As a manager, Buqué led Valencia to the cup final in 1970 alongside Salvador Artigas, but was not retained in his role. He also helped Sevilla avoid relegation from the Segunda División in 1974.

==Playing career==
Buqué was born in the El Clot neighbourhood in the centre of Barcelona. He began his career with local club CD San Andrés (now UE Sant Andreu) before joining Valencia CF in 1951. In his first season, he scored twice in a run to the 1952 Copa del Generalísimo final, which his team lost 4–2 to CF Barcelona after extra time.

Buqué's team won the national cup in 1954. He scored against Sevilla FC in a semi-final victory on 13 June, and played the 3–0 final win over Barcelona a week later.

In the 1954–55 La Liga, Buqué recorded a top-flight career-best of 10 goals in 25 games, including a hat-trick in a 4–1 home win over Barcelona on 17 October. The correspondent for Mundo Deportivo described the performance as "three stabs into the morale of Barcelona".

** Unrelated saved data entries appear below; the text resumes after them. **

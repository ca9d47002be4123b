//! Build actions, as seen from the analysis environment's side: just enough
//! to drive the orphan-artifact check and local-generating-action lookups.
//! Execution semantics are a Non-goal (spec.md §1).

use crate::artifact::Artifact;

/// A declared build step. Output sets of distinct actions are disjoint; that
/// invariant is enforced elsewhere (by whatever registers actions into the
/// graph) and simply relied upon here.
#[derive(Debug, Clone)]
pub struct Action {
    mnemonic: String,
    class_name: String,
    outputs: Vec<Artifact>,
}

impl Action {
    pub fn new(
        class_name: impl Into<String>,
        mnemonic: impl Into<String>,
        outputs: Vec<Artifact>,
    ) -> Action {
        Action { class_name: class_name.into(), mnemonic: mnemonic.into(), outputs }
    }

    pub fn mnemonic(&self) -> &str {
        &self.mnemonic
    }

    pub fn class_name(&self) -> &str {
        &self.class_name
    }

    pub fn outputs(&self) -> &[Artifact] {
        &self.outputs
    }
}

On 6 May 1953, Buqué earned a cap for Spain's B team at his club ground of Mestalla. He scored the second goal of a 2–0 friendly win over Luxembourg.

Buqué was known for lacking speed, and the expression "slower than Buqué" entered the Spanish language; he accepted it in good humour. Once, a taxi driver insulted another motorist by calling him slower than Buqué, only for his passenger to introduce himself as Buqué.

==Managerial career==
Buqué managed CD Abarán in the 1964–65 Segunda División, in which the team were relegated. A year earlier, the club from the Region of Murcia had become the first team from a town of under 10,000 inhabitants to play in the Segunda División.

On 15 August 1969, Valencia sacked manager Joseíto and hired Buqué. In his first game as a top-flight manager four days later, he won 3–0 at RCD Mallorca; he was joint manager with Salvador Artigas.

Buqué and Artigas led Valencia to the 1970 Copa del Generalísimo final, losing 3–1 to Real Madrid on 28 June. After the game, he surprised journalists from Mundo Deportivo by saying that Real Madrid had benefitted from injuries to their own stars Amancio and Ramón Grosso, as this allowed Pirri to withdraw from an ineffectual centre forward position into the midfield. Valencia's board had already agreed to replace Buqué and Artigas with Alfredo Di Stéfano for the new season, shocking the pair who had believed that their results would keep them in their job.

Buqué was made director of football at Segunda División club Sevilla FC in July 1973, with Austrian Ernst Happel as manager. In May 1974, after the dismissals of Happel and Santos Bedoya, he was put in charge for the final three games of the season. His team avoided the relegation playoffs on the final day at the expense of nearby Córdoba CF, by winning 5–0 away to fellow Andalusians Linares CF on 26 May.

==Personal life==
Buqué settled in the city of Valencia, where he had three daughters and a son. He died aged 70 on 5 May 1998, and Valencia CF observed a minute's silence before their game against Sporting de Gijón four days later.